CNN's Dan Rivers, one of the few international journalists to have visited the hardest-hit areas of Myanmar, said relief had not reached the people who needed it most.

"We're hearing dreadful stories of hundreds of dead bodies left lying in the fields, decomposing," he said. "These people need help immediately."

China urges Myanmar junta to 'open up'

China on Thursday urged close ally Myanmar to work with the international community to help overcome the disaster.

Foreign Ministry spokesman Qin Gang said China hoped the country would "cooperate with the international community" to help overcome the disaster quickly.

The U.S has also been pushing for access, pledging $3.25 million and offering to send U.S. Navy ships to the region to help relief efforts.

The U.S. military had already flown six helicopters on to a Thai airbase, as Washington awaits permission to go into the south Asian country, two senior military officials told CNN's Barbara Starr.

Eric John, the U.S. ambassador to Thailand, told The Associated Press Thursday that they had still not been given permission to send relief flights to Myanmar despite reports to the contrary.

The U.S. and other nations do not recognize the military junta -- which maintained control of the country even after 1990, when an opposition political party won victory in democratic elections. The country's name was changed from Burma to Myanmar in 1989.  Learn more about Myanmar's recent history

Aid strategy: Don't 'flood' Yangon

Gregory Beck, of the International Rescue Committee, said the struggle to get aid workers and supplies into the country continued.

"We can't delay on this -- this is a huge disaster and the longer [Myanmar] waits the worse it's going to become."  Watch a report from Rivers on the growing desperation in Myanmar

Myanmar's government has asked for international aid, but the junta has balked at allowing assessment teams into the country -- a step that most agencies and countries take before deciding how much and what kind of aid to provide.

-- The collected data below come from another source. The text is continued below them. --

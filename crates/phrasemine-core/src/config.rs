//! Pipeline configuration and data directory management.
//!
//! `PipelineConfig` is built once at startup, validated, and then handed to
//! every component by reference. Nothing mutates it afterwards.

use serde::{Deserialize, Serialize};
use std::path::{Path, PathBuf};
use std::str::FromStr;

use crate::error::{Error, Result};
use crate::stage::Stage;

/// Candidate diversification strategy. Exactly one is active per run.
#[derive(Debug, Clone, Copy, PartialEq, Eq, Serialize, Deserialize)]
#[serde(rename_all = "lowercase")]
pub enum Diversification {
    /// Max-sum-similarity subset selection.
    Mss,
    /// Maximum marginal relevance.
    Mmr,
}

impl FromStr for Diversification {
    type Err = Error;

    fn from_str(s: &str) -> Result<Self> {
        match s.to_ascii_lowercase().as_str() {
            "mss" | "maxsum" | "max-sum" => Ok(Self::Mss),
            "mmr" => Ok(Self::Mmr),
            other => Err(Error::Config(format!(
                "unknown diversification '{}' (expected mss or mmr)",
                other
            ))),
        }
    }
}

impl std::fmt::Display for Diversification {
    fn fmt(&self, f: &mut std::fmt::Formatter<'_>) -> std::fmt::Result {
        match self {
            Self::Mss => write!(f, "mss"),
            Self::Mmr => write!(f, "mmr"),
        }
    }
}

/// Sentence embedding models the pipeline knows how to load.
#[derive(Debug, Default, Clone, Copy, PartialEq, Eq, Serialize, Deserialize)]
pub enum EmbeddingModel {
    #[default]
    #[serde(rename = "all-MiniLM-L12-v2")]
    MiniLmL12,
    #[serde(rename = "all-MiniLM-L6-v2")]
    MiniLmL6,
    #[serde(rename = "distilbert-base-nli-mean-tokens")]
    DistilBertNli,
    #[serde(rename = "all-distilroberta-v1")]
    DistilRoberta,
    #[serde(rename = "all-mpnet-base-v2")]
    MpnetBase,
}

impl EmbeddingModel {
    pub const ALL: [EmbeddingModel; 5] = [
        Self::MiniLmL12,
        Self::MiniLmL6,
        Self::DistilBertNli,
        Self::DistilRoberta,
        Self::MpnetBase,
    ];

    /// Model identifier, also the directory name under `models/`.
    pub fn id(self) -> &'static str {
        match self {
            Self::MiniLmL12 => "all-MiniLM-L12-v2",
            Self::MiniLmL6 => "all-MiniLM-L6-v2",
            Self::DistilBertNli => "distilbert-base-nli-mean-tokens",
            Self::DistilRoberta => "all-distilroberta-v1",
            Self::MpnetBase => "all-mpnet-base-v2",
        }
    }

    /// Output dimension of the pooled sentence embedding.
    pub fn dimension(self) -> usize {
        match self {
            Self::MiniLmL12 | Self::MiniLmL6 => 384,
            Self::DistilBertNli | Self::DistilRoberta | Self::MpnetBase => 768,
        }
    }
}

impl FromStr for EmbeddingModel {
    type Err = Error;

    fn from_str(s: &str) -> Result<Self> {
        Self::ALL
            .iter()
            .copied()
            .find(|m| m.id().eq_ignore_ascii_case(s))
            .ok_or_else(|| {
                let known: Vec<&str> = Self::ALL.iter().map(|m| m.id()).collect();
                Error::Config(format!(
                    "unknown embedding model '{}' (expected one of: {})",
                    s,
                    known.join(", ")
                ))
            })
    }
}

impl std::fmt::Display for EmbeddingModel {
    fn fmt(&self, f: &mut std::fmt::Formatter<'_>) -> std::fmt::Result {
        f.write_str(self.id())
    }
}

/// Inclusive word-count bounds for candidate phrases.
#[derive(Debug, Clone, Copy, PartialEq, Eq, Serialize, Deserialize)]
pub struct NgramRange {
    pub min: usize,
    pub max: usize,
}

impl NgramRange {
    pub fn new(min: usize, max: usize) -> Self {
        Self { min, max }
    }
}

impl Default for NgramRange {
    fn default() -> Self {
        Self { min: 1, max: 2 }
    }
}

/// Immutable, process-wide pipeline configuration.
#[derive(Debug, Clone, Serialize, Deserialize)]
pub struct PipelineConfig {
    /// Candidate diversification strategy.
    pub diversification: Diversification,
    /// Diversity coefficient in [0, 1]; only consulted under MMR.
    pub diversity: f32,
    /// Candidate phrase length bounds (in words).
    pub ngram_range: NgramRange,
    /// Maximum number of ranked phrases per document.
    pub top_n: usize,
    /// Candidate pool size per document before diversification.
    pub nr_candidates: usize,
    /// Sentence embedding model.
    pub model: EmbeddingModel,
    /// Documents per embedding batch.
    pub batch_size: usize,
    /// Parser worker pool size.
    pub workers: usize,
    /// Expand `.tgz` bundles before parsing.
    pub extract_archives: bool,
    /// Structural tag whose text content is extracted from each document.
    pub content_tag: String,
    /// Restrict the run to these shards (empty = all).
    pub shards: Vec<String>,
}

impl Default for PipelineConfig {
    fn default() -> Self {
        Self {
            diversification: Diversification::Mmr,
            diversity: 0.5,
            ngram_range: NgramRange::default(),
            top_n: 30,
            nr_candidates: 30,
            model: EmbeddingModel::default(),
            batch_size: 2048,
            workers: available_workers(),
            extract_archives: true,
            content_tag: "abstract".to_string(),
            shards: Vec::new(),
        }
    }
}

impl PipelineConfig {
    /// Reject invalid parameter combinations. Called once, before any shard runs.
    pub fn validate(&self) -> Result<()> {
        if self.top_n == 0 {
            return Err(Error::Config("top_n must be positive".into()));
        }
        if self.nr_candidates < self.top_n {
            return Err(Error::Config(format!(
                "nr_candidates ({}) must be >= top_n ({})",
                self.nr_candidates, self.top_n
            )));
        }
        if self.ngram_range.min == 0 {
            return Err(Error::Config("n-gram lower bound must be positive".into()));
        }
        if self.ngram_range.min > self.ngram_range.max {
            return Err(Error::Config(format!(
                "n-gram range ({}, {}) has min > max",
                self.ngram_range.min, self.ngram_range.max
            )));
        }
        if !self.diversity.is_finite() || !(0.0..=1.0).contains(&self.diversity) {
            return Err(Error::Config(format!(
                "diversity {} outside [0, 1]",
                self.diversity
            )));
        }
        if self.batch_size == 0 {
            return Err(Error::Config("batch_size must be positive".into()));
        }
        if self.workers == 0 {
            return Err(Error::Config("workers must be positive".into()));
        }
        if self.content_tag.trim().is_empty() {
            return Err(Error::Config("content tag must not be empty".into()));
        }
        Ok(())
    }

    /// Whether a shard is selected by the shard filter.
    pub fn includes_shard(&self, shard: &str) -> bool {
        self.shards.is_empty() || self.shards.iter().any(|s| s == shard)
    }
}

/// Paths to all PhraseMine data directories.
#[derive(Debug, Clone, Serialize, Deserialize)]
pub struct DataPaths {
    /// Root data directory (e.g., `data/`).
    pub root: PathBuf,
    /// Compressed bundles and their expanded shard directories (`data/patents/`).
    pub patents: PathBuf,
    /// Parsed artifacts (`data/raw/`).
    pub raw: PathBuf,
    /// Normalized artifacts (`data/processed/`).
    pub processed: PathBuf,
    /// Keyphrase artifacts (`data/key_phrases/`).
    pub key_phrases: PathBuf,
    /// Embedding model files (`data/models/`).
    pub models: PathBuf,
}

impl DataPaths {
    /// Create data paths from a root directory. Creates directories if needed.
    pub fn new(root: impl AsRef<Path>) -> std::io::Result<Self> {
        let root = root.as_ref().to_path_buf();
        let paths = Self {
            patents: root.join("patents"),
            raw: root.join("raw"),
            processed: root.join("processed"),
            key_phrases: root.join("key_phrases"),
            models: root.join("models"),
            root,
        };
        paths.ensure_dirs()?;
        Ok(paths)
    }

    /// Directory holding the artifacts of a persisted stage.
    pub fn stage_dir(&self, stage: Stage) -> Option<&Path> {
        match stage {
            Stage::Raw => None,
            Stage::Parsed => Some(&self.raw),
            Stage::Normalized => Some(&self.processed),
            Stage::Extracted => Some(&self.key_phrases),
        }
    }

    /// Directory holding the files for one embedding model.
    pub fn model_dir(&self, model: EmbeddingModel) -> PathBuf {
        self.models.join(model.id())
    }

    fn ensure_dirs(&self) -> std::io::Result<()> {
        std::fs::create_dir_all(&self.patents)?;
        std::fs::create_dir_all(&self.raw)?;
        std::fs::create_dir_all(&self.processed)?;
        std::fs::create_dir_all(&self.key_phrases)?;
        Ok(())
    }
}

fn available_workers() -> usize {
    std::thread::available_parallelism()
        .map(|n| n.get())
        .unwrap_or(1)
}

#[cfg(test)]
mod tests {
    use super::*;

    #[test]
    fn test_defaults_are_valid() {
        let config = PipelineConfig::default();
        assert!(config.validate().is_ok());
        assert_eq!(config.diversification, Diversification::Mmr);
        assert_eq!(config.ngram_range, NgramRange::new(1, 2));
        assert!(config.workers >= 1);
    }

    #[test]
    fn test_rejects_top_n_above_pool() {
        let config = PipelineConfig {
            top_n: 10,
            nr_candidates: 5,
            ..Default::default()
        };
        assert!(matches!(config.validate(), Err(Error::Config(_))));
    }

    #[test]
    fn test_rejects_inverted_ngram_range() {
        let config = PipelineConfig {
            ngram_range: NgramRange::new(3, 1),
            ..Default::default()
        };
        assert!(config.validate().is_err());

        let config = PipelineConfig {
            ngram_range: NgramRange::new(0, 2),
            ..Default::default()
        };
        assert!(config.validate().is_err());
    }

    #[test]
    fn test_rejects_out_of_range_diversity() {
        for diversity in [-0.1, 1.5, f32::NAN] {
            let config = PipelineConfig {
                diversity,
                ..Default::default()
            };
            assert!(config.validate().is_err(), "accepted {}", diversity);
        }
    }

    #[test]
    fn test_parse_strategy_and_model() {
        assert_eq!("MMR".parse::<Diversification>().unwrap(), Diversification::Mmr);
        assert_eq!("mss".parse::<Diversification>().unwrap(), Diversification::Mss);
        assert!("greedy".parse::<Diversification>().is_err());

        let model: EmbeddingModel = "all-mpnet-base-v2".parse().unwrap();
        assert_eq!(model, EmbeddingModel::MpnetBase);
        assert_eq!(model.dimension(), 768);
        assert!("bert-large".parse::<EmbeddingModel>().is_err());
    }

    #[test]
    fn test_default_model_is_minilm_l12() {
        let model = EmbeddingModel::default();
        assert_eq!(model, EmbeddingModel::MiniLmL12);
        assert_eq!(model.id(), "all-MiniLM-L12-v2");
        assert_eq!(model.dimension(), 384);
        assert_eq!(PipelineConfig::default().model, model);
    }

    #[test]
    fn test_shard_filter() {
        let mut config = PipelineConfig::default();
        assert!(config.includes_shard("anything"));
        config.shards = vec!["ongoing_1".into()];
        assert!(config.includes_shard("ongoing_1"));
        assert!(!config.includes_shard("ongoing_2"));
    }

    #[test]
    fn test_data_paths_created() {
        let dir = tempfile::tempdir().unwrap();
        let paths = DataPaths::new(dir.path()).unwrap();
        assert!(paths.raw.is_dir());
        assert!(paths.processed.is_dir());
        assert!(paths.key_phrases.is_dir());
        assert_eq!(paths.stage_dir(Stage::Parsed), Some(paths.raw.as_path()));
        assert_eq!(paths.stage_dir(Stage::Raw), None);
    }
}
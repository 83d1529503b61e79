//! Command-line flags and their mapping onto `PipelineConfig`.

use std::path::PathBuf;

use clap::Parser;

use phrasemine_core::{Diversification, EmbeddingModel, NgramRange, PipelineConfig, Result};

/// Extract ranked keyphrases from archived patent XML, shard by shard.
///
/// Re-running picks up where the previous run stopped: shards that already
/// have keyphrases are skipped, partially processed shards resume.
#[derive(Debug, Parser)]
#[command(name = "phrasemine", version, about)]
pub struct Cli {
    /// Root data directory (holds patents/, raw/, processed/, key_phrases/, models/).
    #[arg(long, env = "PHRASEMINE_DATA_DIR")]
    pub data_dir: Option<PathBuf>,

    /// Directory with model.onnx and tokenizer.json [default: <data-dir>/models/<model>].
    #[arg(long, env = "PHRASEMINE_MODEL_DIR")]
    pub model_dir: Option<PathBuf>,

    /// Candidate diversification strategy: mss or mmr.
    #[arg(long, env = "PHRASEMINE_DIVERSIFICATION", default_value = "mmr")]
    pub diversification: Diversification,

    /// Diversity coefficient in [0, 1], only used by mmr.
    #[arg(long, env = "PHRASEMINE_DIVERSITY", default_value_t = 0.5)]
    pub diversity: f32,

    /// Shortest candidate phrase, in words.
    #[arg(long, env = "PHRASEMINE_NGRAM_MIN", default_value_t = 1)]
    pub ngram_min: usize,

    /// Longest candidate phrase, in words.
    #[arg(long, env = "PHRASEMINE_NGRAM_MAX", default_value_t = 2)]
    pub ngram_max: usize,

    /// Ranked phrases kept per document.
    #[arg(long, env = "PHRASEMINE_TOP_N", default_value_t = 30)]
    pub top_n: usize,

    /// Candidate pool size per document (must be >= top-n).
    #[arg(long, env = "PHRASEMINE_NR_CANDIDATES", default_value_t = 30)]
    pub nr_candidates: usize,

    /// Sentence embedding model.
    #[arg(long, env = "PHRASEMINE_MODEL", default_value = "all-MiniLM-L12-v2")]
    pub model: EmbeddingModel,

    /// Documents per embedding batch.
    #[arg(long, env = "PHRASEMINE_BATCH_SIZE", default_value_t = 2048)]
    pub batch_size: usize,

    /// Parser worker threads [default: number of CPUs].
    #[arg(long, env = "PHRASEMINE_WORKERS")]
    pub workers: Option<usize>,

    /// Do not expand .tgz bundles before parsing.
    #[arg(long)]
    pub no_extract: bool,

    /// Tag whose text is extracted from each document.
    #[arg(long, env = "PHRASEMINE_TAG", default_value = "abstract")]
    pub tag: String,

    /// Only process this shard (repeatable).
    #[arg(long = "shard", value_name = "NAME")]
    pub shards: Vec<String>,

    /// Write the run report as JSON to this file.
    #[arg(long)]
    pub report: Option<PathBuf>,
}

impl Cli {
    /// Build and validate the pipeline configuration.
    pub fn to_config(&self) -> Result<PipelineConfig> {
        let defaults = PipelineConfig::default();
        let config = PipelineConfig {
            diversification: self.diversification,
            diversity: self.diversity,
            ngram_range: NgramRange::new(self.ngram_min, self.ngram_max),
            top_n: self.top_n,
            nr_candidates: self.nr_candidates,
            model: self.model,
            batch_size: self.batch_size,
            workers: self.workers.unwrap_or(defaults.workers),
            extract_archives: !self.no_extract,
            content_tag: self.tag.clone(),
            shards: self.shards.clone(),
        };
        config.validate()?;
        Ok(config)
    }
}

The strategy is not to "flood Yangon" with aid workers, but get 30 to 40 experienced U.N staffers into the country, according to Richard Horsey, a spokesman for the U.N.'s Office for the Coordination of Humanitarian Affairs.

"It's quality over quantity," he said from his office in Bangkok.

Horsey said Myanmar's government "is more open to goods" rather than aid workers, but said it was understandable considering the military regime's "reticence to engage with the international community." But he pointed out that such a major disaster "would overwhelm any government."

Horsey said the regime had provided a number of helicopters and a larger number of boats to the relief effort.

He said the main hurdle was getting them into the flood-soaked delta, where nearly 5,000 square kilometers (2,000 square miles) remained underwater.

"When vast areas are flooded.. helicopters can't land," Horsey said. "When you get down to the tip of the delta, it's not much above sea level. When you get a major storm surge ... it doesn't drain back again."

The problem, he said, was compounded by the current monsoon period in South Asia.

One of the hardest-hit areas is Pyinzalu, a small town on the tip of the Irrawaddy delta, which has not fully recovered from the 2004 tsunami, according to World Vision health advisor Dr. Kyi Minn in Yangon.

Survivors from the delta villages described bodies along the road and floating in the rivers as they walked more than 100 kilometers to Yangon. That, Minn said, has had a significant mental impact on the survivors.

Yangon was pretty much back to normal, he said. Roads had been cleared of debris, and electricity and potable water were available.  Watch a report on the damage to Myanmar's infrastructure

World Vision, which has 500 aid workers in Myanmar, has provided aid in the country for more than 40 years. In a rare move, Myanmar's junta specifically asked World Vision to help provide aid to cyclone survivors.